Já o genoma da cana-de-açúcar, com um custo de R$ 4,4 milhões bancados pela Fapesp e minoritariamente pela empresa Copersucar, seguiu percurso diverso. O anúncio da finalização do sequenciamento dos genes da planta que responde por 30% do produto agrícola do Estado de São Paulo, há dois meses, foi paralelo ao da aceitação de um "paper" na revista especializada "Genome Research" (www.genome.org).

Como de praxe, as sequências foram depositadas no GenBank, vale dizer, lançadas no domínio público. Em tese, isso permite que outros pesquisadores as estudem para a produção de inovações de interesse para a agroindústria da cana.

"Não podemos proibir os pesquisadores de publicar, senão [o trabalho] fica secreto", justifica José Fernando Perez, diretor científico da Fapesp e mentor dos projetos genoma bandeirantes.

Perez ressalva que se trata de dados brutos, não dos resultados do processamento que lhes agrega valor potencial, e que esses dados de interesse não estão nem estarão no GenBank. A publicação foi antes autorizada por comissão da Fapesp, que, por cautela, distribuiu em junho um termo de compromisso de confidencialidade dos dados a todos os integrantes do projeto. "O fato de ter sido tornado público não autoriza ninguém a pedir patente [por conta própria]."

Mais ainda: nem todos os trechos de DNA soletrados e candidatos a genes foram escancarados. Pelo menos mil deles, objeto de uma parceria com a empresa belga Crop Design, ficaram de fora.

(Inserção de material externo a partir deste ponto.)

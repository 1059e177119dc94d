//! # Pool Sync Service
//!
//! Long-running service that keeps one account's pool positions in sync with the chain.
//!
//! ## Overview
//!
//! This service:
//! - Restores the last persisted snapshot, then reconciles against the chain
//! - Subscribes to membership and reserve changes of every base asset
//! - Logs each reconciled list, with yields when `apy.endpoint` is configured
//! - Reconnects and re-subscribes when the node connection drops
//! - Handles graceful shutdown on Ctrl+C
//!
//! ## Usage
//!
//! ```bash
//! cargo run --bin pool_sync_service -- --config Config.toml
//! ```

use anyhow::{Context, Result};
use clap::Parser;
use pool_sync_sdk::{
    aggregator::ChainAggregator,
    apy_cache::{ApyCache, SubqueryApyFetcher},
    assets::{AssetCatalog, StaticAssetCatalog},
    connection::{RequestPolicy, StaticConnectionProvider},
    coordinator::{CoordinatorConfig, PoolObserver, PoolSyncCoordinator},
    database::PgPoolRepository,
    metadata::{RuntimeSchema, StaticMetadataProvider},
    metrics,
    order_store::{FileOrderStore, InMemoryOrderStore, OrderStore},
    repository::{InMemoryPoolRepository, PoolRepository},
    settings::Settings,
    storage_query::StorageQueryBuilder,
    types::PoolInfo,
    ws_connection::WsConnection,
};
use std::net::SocketAddr;
use std::sync::Arc;
use std::time::Duration;
use tokio::signal;
use tokio::sync::mpsc;
use tracing::{info, warn};

#[derive(Parser, Debug)]
#[command(name = "pool_sync_service", about = "Keeps DEX pool positions in sync with the chain")]
struct Cli {
    /// Path to the TOML configuration file
    #[arg(long, default_value = "Config.toml")]
    config: String,

    /// Prometheus listen address (observability builds only)
    #[arg(long, default_value = "0.0.0.0:9000")]
    metrics_addr: SocketAddr,

    /// Skip restoring the persisted snapshot before the first reconciliation
    #[arg(long)]
    cold_start: bool,
}

/// Forwards every reconciled list to the reporting task.
struct ChannelObserver {
    tx: mpsc::UnboundedSender<Vec<PoolInfo>>,
}

impl PoolObserver for ChannelObserver {
    fn pools_updated(&self, pools: &[PoolInfo]) {
        let _ = self.tx.send(pools.to_vec());
    }
}

fn init_logging() {
    #[cfg(feature = "observability")]
    {
        use tracing_subscriber::{layer::SubscriberExt, util::SubscriberInitExt};
        tracing_subscriber::registry()
            .with(tracing_subscriber::fmt::layer().json())
            .with(
                tracing_subscriber::EnvFilter::try_from_default_env()
                    .unwrap_or_else(|_| "pool_sync_sdk=info,pool_sync_service=info".into()),
            )
            .init();
    }
    #[cfg(not(feature = "observability"))]
    env_logger::init();
}

#[cfg(feature = "observability")]
fn init_metrics(addr: SocketAddr) -> Result<()> {
    metrics_exporter_prometheus::PrometheusBuilder::new()
        .with_http_listener(addr)
        .install()
        .context("installing prometheus exporter")?;
    metrics::describe_metrics();
    info!(%addr, "prometheus exporter listening");
    Ok(())
}

#[cfg(not(feature = "observability"))]
fn init_metrics(_addr: SocketAddr) -> Result<()> {
    metrics::describe_metrics();
    Ok(())
}

async fn report_pools(
    mut rx: mpsc::UnboundedReceiver<Vec<PoolInfo>>,
    assets: Arc<StaticAssetCatalog>,
    apy: Option<Arc<ApyCache>>,
) {
    while let Some(pools) = rx.recv().await {
        info!(pools = pools.len(), "pool list updated");
        for pool in &pools {
            let base = assets
                .symbol(&pool.base_asset_id)
                .unwrap_or_else(|| "?".to_string());
            let target = assets
                .symbol(&pool.target_asset_id)
                .unwrap_or_else(|| "?".to_string());
            let apy_value = match (&apy, pool.reserves_id) {
                (Some(cache), Some(reserves_id)) => match cache.get_apy(&reserves_id).await {
                    Ok(v) => v,
                    Err(e) => {
                        warn!(error = %e, "yield lookup failed");
                        None
                    }
                },
                _ => None,
            };
            info!(
                pair = %format!("{base}/{target}"),
                share = %pool.account_pool_share,
                base_pooled = %pool.base_asset_pooled,
                target_pooled = %pool.target_asset_pooled,
                favorite = pool.is_favorite,
                apy = ?apy_value,
                "pool"
            );
        }
    }
}

async fn connect_with_backoff(settings: &Settings) -> Arc<WsConnection> {
    let mut delay = Duration::from_secs(1);
    loop {
        match WsConnection::connect(
            &settings.rpc.ws_url,
            settings.sync.chain_id.clone(),
            settings.rpc.qps_limit,
        )
        .await
        {
            Ok(ws) => return ws,
            Err(e) => {
                warn!(error = %e, ?delay, "chain connection failed, retrying");
                tokio::time::sleep(delay).await;
                delay = (delay * 2).min(Duration::from_secs(60));
            }
        }
    }
}

#[tokio::main]
async fn main() -> Result<()> {
    dotenv::dotenv().ok();
    let cli = Cli::parse();
    init_logging();

    let settings = Settings::from_path(&cli.config)
        .with_context(|| format!("loading settings from {}", cli.config))?;
    init_metrics(cli.metrics_addr)?;
    info!(chain = %settings.sync.chain_id, "settings loaded");

    // Chain layer
    let connections = Arc::new(StaticConnectionProvider::new());
    let ws = WsConnection::connect(
        &settings.rpc.ws_url,
        settings.sync.chain_id.clone(),
        settings.rpc.qps_limit,
    )
    .await
    .context("connecting to chain node")?;
    connections.insert(settings.sync.chain_id.clone(), ws.clone());

    let metadata = Arc::new(StaticMetadataProvider::with_schema(
        settings.sync.chain_id.clone(),
        RuntimeSchema::pool_xyk(),
    ));
    let assets = Arc::new(StaticAssetCatalog::from_settings(&settings.assets)?);
    info!(assets = assets.len(), "asset catalog loaded");

    let queries = Arc::new(StorageQueryBuilder::new(
        connections.clone(),
        metadata,
        RequestPolicy::from_settings(&settings.rpc),
        &settings.storage,
    ));
    let aggregator = Arc::new(ChainAggregator::new(
        settings.sync.chain_id.clone(),
        queries,
        assets.clone(),
        settings.sync.max_concurrency,
    ));

    // Persistence
    let repository: Arc<dyn PoolRepository> = match &settings.database.url {
        Some(url) => Arc::new(PgPoolRepository::connect(url).await?),
        None => {
            warn!("database.url not set, pool rows are kept in memory only");
            Arc::new(InMemoryPoolRepository::new())
        }
    };
    let order_store: Arc<dyn OrderStore> = match &settings.order_store.path {
        Some(path) => Arc::new(FileOrderStore::new(path)),
        None => Arc::new(InMemoryOrderStore::new()),
    };

    let apy = match &settings.apy.endpoint {
        Some(endpoint) => {
            let fetcher = SubqueryApyFetcher::new(
                endpoint.clone(),
                Duration::from_millis(settings.rpc.request_timeout_ms),
            )?;
            Some(Arc::new(ApyCache::new(
                Arc::new(fetcher),
                settings.apy.ttl_seconds.map(Duration::from_secs),
            )))
        }
        None => None,
    };

    // Sync layer
    let coordinator = PoolSyncCoordinator::new(
        CoordinatorConfig::from_settings(&settings.sync)?,
        aggregator.clone(),
        aggregator,
        repository,
        order_store,
    );

    let (tx, rx) = mpsc::unbounded_channel();
    let observer_id = coordinator.append_observer(Arc::new(ChannelObserver { tx }));
    let report_handle = tokio::spawn(report_pools(rx, assets, apy));

    if !cli.cold_start {
        match coordinator.warm_start().await {
            Ok(n) => info!(pools = n, "warm start complete"),
            Err(e) => warn!(error = %e, "warm start failed"),
        }
    }
    coordinator.load_account_pools();

    // Reconnect supervisor
    let supervisor = {
        let coordinator = coordinator.clone();
        let connections = connections.clone();
        let settings = settings.clone();
        let mut ws = ws;
        tokio::spawn(async move {
            let mut check = tokio::time::interval(Duration::from_secs(5));
            loop {
                check.tick().await;
                if !ws.is_closed() {
                    continue;
                }
                warn!("chain connection closed, reconnecting");
                connections.remove(&settings.sync.chain_id);
                ws = connect_with_backoff(&settings).await;
                connections.insert(settings.sync.chain_id.clone(), ws.clone());
                info!("chain connection restored");
                if let Err(e) = coordinator.resubscribe_all().await {
                    warn!(error = %e, "resubscribe after reconnect failed");
                }
            }
        })
    };

    signal::ctrl_c().await?;
    info!("shutdown signal received, stopping tasks");

    supervisor.abort();
    coordinator.remove_observer(&observer_id);
    report_handle.abort();
    Ok(())
}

A Fapesp nada recebeu pela entrega desse milhar de sequências que serão esmiuçadas na Bélgica, mas receberá 7,5% da receita, quando e se a análise resultar em patentes relacionadas com outros vegetais além da cana, e 92,5%, se a patente contemplar o vegetal sequenciado no Brasil.
"Estamos aprendendo ainda a fazer essas coisas", diz Perez.